I looked down at the drugs and they were still
there. But Jyen was gone. Was I high? Had I simply imagined a blue lady, and if
so, what was the psychological significance of me giving her such oversized
ears?

No, she was real. My tele registered the new
three grand. I left the apartment and briefly considered the elevator, but
decided on the stairs.

CHAPTER
10

I woke up to Garm at my front door. Sucks
having a friend who doesn’t need to sleep.

“What?” I asked, resting my head against the
door, my eyes shut.

She pushed past me and came inside.

“What do you mean, ‘what’? Didn’t you feel that
this morning? It was like the whole station was going to break apart.”

“You felt it too? I thought I was going crazy.”

I went to my kitchen for something to eat. I
found some packets of rations, a real space station staple from the early days.
We had decent food now, but I had eaten rations for so many years I was used to
them.

As I chewed, Garm paced around, agitated.

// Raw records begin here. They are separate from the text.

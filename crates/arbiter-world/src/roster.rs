//! The actor roster: lazy creation, chat overlays, and proximity math.
//!
//! The roster is owned by the game-master aggregate and mutated only from
//! the single-writer loop. Actors are created on first reference from any
//! message; an unknown actor in a distance query yields an infinite
//! distance so range checks fail closed.

use std::collections::BTreeMap;

use tracing::info;

use arbiter_types::{ActorId, HeldKeys, MapBounds, OverlaySnapshot};

use crate::actor::{Actor, Overlay};

/// Default display time-to-live for a chat overlay, in milliseconds.
pub const DEFAULT_OVERLAY_TTL_MS: u64 = 1500;

/// Maximum chat length before truncation.
const MAX_CHAT_LEN: usize = 160;

/// All known actors plus the map bounds they move within.
#[derive(Debug, Clone)]
pub struct Roster {
    actors: BTreeMap<ActorId, Actor>,
    bounds: MapBounds,
}

impl Roster {
    /// Create an empty roster for the given map bounds.
    pub const fn new(bounds: MapBounds) -> Self {
        Self {
            actors: BTreeMap::new(),
            bounds,
        }
    }

    /// The map bounds actors move within.
    pub const fn bounds(&self) -> &MapBounds {
        &self.bounds
    }

    /// Whether the roster already knows this actor.
    pub fn contains(&self, id: &ActorId) -> bool {
        self.actors.contains_key(id)
    }

    /// Look up an actor.
    pub fn get(&self, id: &ActorId) -> Option<&Actor> {
        self.actors.get(id)
    }

    /// Look up an actor mutably.
    pub fn get_mut(&mut self, id: &ActorId) -> Option<&mut Actor> {
        self.actors.get_mut(id)
    }

    /// Get the actor, spawning it lazily on first reference.
    ///
    /// Returns `true` in the second tuple slot when the actor was just
    /// created, so the caller can seed inventory and mirror the upsert.
    pub fn ensure(&mut self, id: &ActorId) -> (&mut Actor, bool) {
        let created = if self.actors.contains_key(id) {
            false
        } else {
            let index = self.actors.len();
            let actor = Actor::spawn(id.clone(), index, &self.bounds);
            info!(actor = %id, x = actor.x, y = actor.y, "actor joined");
            self.actors.insert(id.clone(), actor);
            true
        };
        // The entry is guaranteed present; fall back to a fresh spawn to
        // keep this total without panicking paths.
        let actor = self
            .actors
            .entry(id.clone())
            .or_insert_with(|| Actor::spawn(id.clone(), 0, &self.bounds));
        (actor, created)
    }

    /// Replace an actor's held movement keys.
    pub fn set_keys(&mut self, id: &ActorId, keys: HeldKeys) {
        if let Some(actor) = self.actors.get_mut(id) {
            actor.keys = keys;
        }
    }

    /// Attach a chat overlay to an actor, bumping its overlay sequence.
    ///
    /// Chat is sanitized: trimmed, dropped when empty, truncated at 160
    /// characters with an ellipsis. Returns the new sequence number when
    /// an overlay was set.
    pub fn set_overlay(
        &mut self,
        id: &ActorId,
        chat: &str,
        ttl_ms: Option<u64>,
        now_ms: u64,
    ) -> Option<u64> {
        let chat = sanitize_chat(chat)?;
        let actor = self.actors.get_mut(id)?;
        actor.overlay_seq = actor.overlay_seq.saturating_add(1);
        let ttl = ttl_ms.unwrap_or(DEFAULT_OVERLAY_TTL_MS);
        actor.overlay = Some(Overlay {
            chat,
            expires_at_ms: now_ms.saturating_add(ttl),
            seq: actor.overlay_seq,
        });
        Some(actor.overlay_seq)
    }

    /// Collect unexpired overlays, clearing expired ones (lazy expiry).
    pub fn collect_overlays(&mut self, now_ms: u64) -> Vec<OverlaySnapshot> {
        let mut out = Vec::new();
        for actor in self.actors.values_mut() {
            match &actor.overlay {
                Some(overlay) if overlay.expires_at_ms > now_ms => {
                    out.push(OverlaySnapshot {
                        actor_id: actor.id.clone(),
                        chat: overlay.chat.clone(),
                        overlay_sequence: overlay.seq,
                    });
                }
                Some(_) => actor.overlay = None,
                None => {}
            }
        }
        out
    }

    /// Euclidean distance between two actors; infinite when either is
    /// unknown, so range checks fail closed.
    pub fn distance(&self, a: &ActorId, b: &ActorId) -> f64 {
        match (self.actors.get(a), self.actors.get(b)) {
            (Some(actor_a), Some(actor_b)) => {
                (actor_a.x - actor_b.x).hypot(actor_a.y - actor_b.y)
            }
            _ => f64::INFINITY,
        }
    }

    /// Whether two actors are within `radius` distance units.
    pub fn in_range(&self, a: &ActorId, b: &ActorId, radius: f64) -> bool {
        self.distance(a, b) <= radius
    }

    /// Iterate all actors in id order.
    pub fn iter(&self) -> impl Iterator<Item = &Actor> {
        self.actors.values()
    }

    /// Number of known actors.
    pub fn len(&self) -> usize {
        self.actors.len()
    }

    /// Whether no actors are known.
    pub fn is_empty(&self) -> bool {
        self.actors.is_empty()
    }
}

/// Trim, drop empty, and truncate chat text at the display limit.
fn sanitize_chat(chat: &str) -> Option<String> {
    let trimmed = chat.trim();
    if trimmed.is_empty() {
        return None;
    }
    if trimmed.chars().count() > MAX_CHAT_LEN {
        let cut: String = trimmed.chars().take(MAX_CHAT_LEN.saturating_sub(1)).collect();
        Some(format!("{cut}\u{2026}"))
    } else {
        Some(trimmed.to_owned())
    }
}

“They’re out there,” she said. “The Dredel Led.
One of the techs, one of the old-timers, was looking through our computer
systems and said someone broke in.”

“Could it be one of the bosses snooping
around?”

“Why would a boss want access to our
facilities? Besides, he could trace where the access point was. It was out
west. No one’s going to be out there. Not with what was printed in
The News
.
People are scared to walk outside, let alone the 220
th
block.”

Western Belvaille had been dark for decades. It
was just too much hassle keeping utilities functioning across a sparsely
populated city. When people left the space station after the Portals were
closed, those folks that remained were forced to move east.

“I didn’t even know the street numbers went
that high. Well, what do you want to do?” I asked.

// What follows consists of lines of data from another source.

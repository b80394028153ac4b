//! Incoming message envelopes and the structured command enum.
//!
//! All commands arrive as externally tagged JSON (`"kind"` field,
//! kebab-case). Unknown kinds fail deserialization and are rejected
//! centrally by the dispatcher; field-shape validation is done by serde so
//! handlers only see well-formed commands. Semantic validation (empty
//! bundles, self-trades, etc.) stays in the handlers.

use serde::{Deserialize, Serialize};

use crate::bundle::{Bundle, SkillGrant};
use crate::ids::{ActorId, TxId};

/// One structured command from one actor.
#[derive(Debug, Clone, PartialEq, Eq, Serialize, Deserialize)]
#[serde(tag = "kind", rename_all = "kebab-case")]
pub enum Command {
    /// Propose a bilateral trade: reserve `give`, ask the counterparty
    /// for `want`.
    MakeTrade {
        /// The counterparty actor.
        to: ActorId,
        /// Items offered by the proposer (reserved on propose).
        give: Bundle,
        /// Items wanted from the counterparty.
        want: Bundle,
    },
    /// Propose to learn a skill from `to`, paying `pay` (reserved from
    /// the proposer).
    MakeLearn {
        /// The teaching actor.
        to: ActorId,
        /// The skill requested.
        skill: SkillGrant,
        /// Payment offered by the learner (the proposer).
        pay: Bundle,
    },
    /// Propose to teach a skill to `to`, who pays `pay` (reserved from
    /// the counterparty).
    MakeTeach {
        /// The learning actor.
        to: ActorId,
        /// The skill offered.
        skill: SkillGrant,
        /// Payment asked of the learner (the counterparty).
        pay: Bundle,
    },
    /// Accept a pending offer by transaction id.
    Accept {
        /// The transaction to commit.
        txid: TxId,
    },
    /// Cancel a pending offer (proposer only).
    Cancel {
        /// The transaction to cancel.
        txid: TxId,
    },
    /// Attack a target with a weapon item.
    Attack {
        /// The defending actor.
        target: ActorId,
        /// The weapon item name.
        #[serde(rename = "with")]
        weapon: String,
    },
    /// Arm a short counter-defense window with a defensive item.
    ///
    /// The target hint is accepted for symmetry with attack commands but
    /// does not gate arming -- counters are self-targeted.
    Counter {
        /// Hint naming the expected attacker; not used for arming.
        #[serde(default, skip_serializing_if = "Option::is_none")]
        target: Option<ActorId>,
        /// The defensive item name.
        #[serde(rename = "with")]
        item: String,
    },
    /// Craft an item from its recipe.
    Craft {
        /// The output item to craft.
        item: String,
        /// How many to craft; absent means "as many as possible".
        #[serde(default, skip_serializing_if = "Option::is_none")]
        count: Option<u32>,
    },
}

impl Command {
    /// The wire name of this command's kind, as echoed in replies.
    pub const fn kind(&self) -> CommandKind {
        match self {
            Self::MakeTrade { .. } => CommandKind::MakeTrade,
            Self::MakeLearn { .. } => CommandKind::MakeLearn,
            Self::MakeTeach { .. } => CommandKind::MakeTeach,
            Self::Accept { .. } => CommandKind::Accept,
            Self::Cancel { .. } => CommandKind::Cancel,
            Self::Attack { .. } => CommandKind::Attack,
            Self::Counter { .. } => CommandKind::Counter,
            Self::Craft { .. } => CommandKind::Craft,
        }
    }
}

/// The command kind discriminant, echoed verbatim in every reply.
#[derive(Debug, Clone, Copy, PartialEq, Eq, Serialize, Deserialize)]
#[serde(rename_all = "kebab-case")]
pub enum CommandKind {
    /// `make-trade`
    MakeTrade,
    /// `make-learn`
    MakeLearn,
    /// `make-teach`
    MakeTeach,
    /// `accept`
    Accept,
    /// `cancel`
    Cancel,
    /// `attack`
    Attack,
    /// `counter`
    Counter,
    /// `craft`
    Craft,
    /// Placeholder kind for messages that never reached a valid command
    /// variant (malformed payloads).
    Unknown,
}

/// The command envelope: one command from one actor, sequence-numbered
/// for replay suppression.
#[derive(Debug, Clone, PartialEq, Eq, Serialize, Deserialize)]
pub struct Envelope {
    /// The acting actor.
    pub actor_id: ActorId,
    /// Declared sequence number, gated by the watermark registry.
    pub seq: u64,
    /// The structured command.
    pub command: Command,
}

/// Held movement keys for one actor, as reported each input tick.
#[derive(Debug, Clone, Copy, Default, PartialEq, Eq, Serialize, Deserialize)]
pub struct HeldKeys {
    /// Up (north) held.
    #[serde(default)]
    pub w: bool,
    /// Left (west) held.
    #[serde(default)]
    pub a: bool,
    /// Down (south) held.
    #[serde(default)]
    pub s: bool,
    /// Right (east) held.
    #[serde(default)]
    pub d: bool,
}

/// An overlay message: ephemeral chat and/or a structured command.
///
/// One overlay payload is examined by two independent watermark
/// consumers -- the chat fold and the command dispatch -- each keeping
/// its own per-actor sequence line.
#[derive(Debug, Clone, PartialEq, Eq, Serialize, Deserialize)]
pub struct OverlayMessage {
    /// The sending actor.
    pub actor_id: ActorId,
    /// Declared sequence number for this overlay stream.
    pub seq: u64,
    /// Ephemeral chat text to display over the actor.
    #[serde(default, skip_serializing_if = "Option::is_none")]
    pub chat: Option<String>,
    /// Display time-to-live for the chat overlay, in milliseconds.
    #[serde(default, skip_serializing_if = "Option::is_none")]
    pub ttl_ms: Option<u64>,
    /// A structured command to dispatch.
    #[serde(default, skip_serializing_if = "Option::is_none")]
    pub command: Option<Command>,
}

/// Any inbound message accepted by the engine.
#[derive(Debug, Clone, PartialEq, Eq, Serialize, Deserialize)]
#[serde(tag = "type", rename_all = "kebab-case")]
pub enum Inbound {
    /// Per-tick held-key state for one actor. Not sequence-gated: the
    /// latest arrival wins.
    Movement {
        /// The moving actor.
        actor_id: ActorId,
        /// Currently held movement keys.
        keys: HeldKeys,
    },
    /// Chat and/or command overlay, sequence-gated per consumer.
    Overlay(OverlayMessage),
    /// A bare command envelope, sequence-gated on the command line.
    Command(Envelope),
}
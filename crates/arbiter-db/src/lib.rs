//! `PostgreSQL` persistence mirror for the Arbiter engine.
//!
//! The engine's in-memory state is authoritative; this crate maintains a
//! lagging, best-effort durable copy by consuming the game master's
//! mirror-op stream. Failed writes are logged and skipped, never rolled
//! back into memory.
//!
//! # Modules
//!
//! - [`postgres`] -- Connection pool configuration and migrations.
//! - [`store`] -- The four-operation persistence interface.
//! - [`mirror`] -- The writer task consuming mirror ops.
//! - [`error`] -- [`DbError`].
//!
//! [`DbError`]: error::DbError

pub mod error;
pub mod mirror;
pub mod postgres;
pub mod store;

pub use error::DbError;
pub use mirror::run_mirror;
pub use postgres::{PostgresConfig, PostgresPool};
pub use store::ActorStore;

“I want to go out there. They must have done
something to cause that shaking.”

“Now?”

“Yes, now. Do you want to wait a week? We might
not be around that long. We tracked the break-in.”

“Alright,” I said with little enthusiasm.

A hot shower would have done me a world of
good, but I changed my clothes, grabbed my guns, and walked to the door where
Garm was waiting impatiently.

 

Garm and I were in the back of one car with a
driver up front. The rest of her soldiers were in a separate vehicle. The car
was spacious, with tinted glass, had six wheels. I think Garm had
“commandeered” it long ago from a gang boss for some made up fraction. The
other car was more functional and about half the length. I continued to eat my
rations as we drove past apartment buildings.

“I wonder what parents tell their children in
situations like this,” I said dreamily.

“I told my son to sit tight and not let his
daughter go to school.”

I turned to stare at Garm.

“You have a son? Belvaille has schools?”

“You didn’t know that?”

This was like someone suddenly telling me that
in actuality I was a twelve-year-old girl with pigtails and gap teeth.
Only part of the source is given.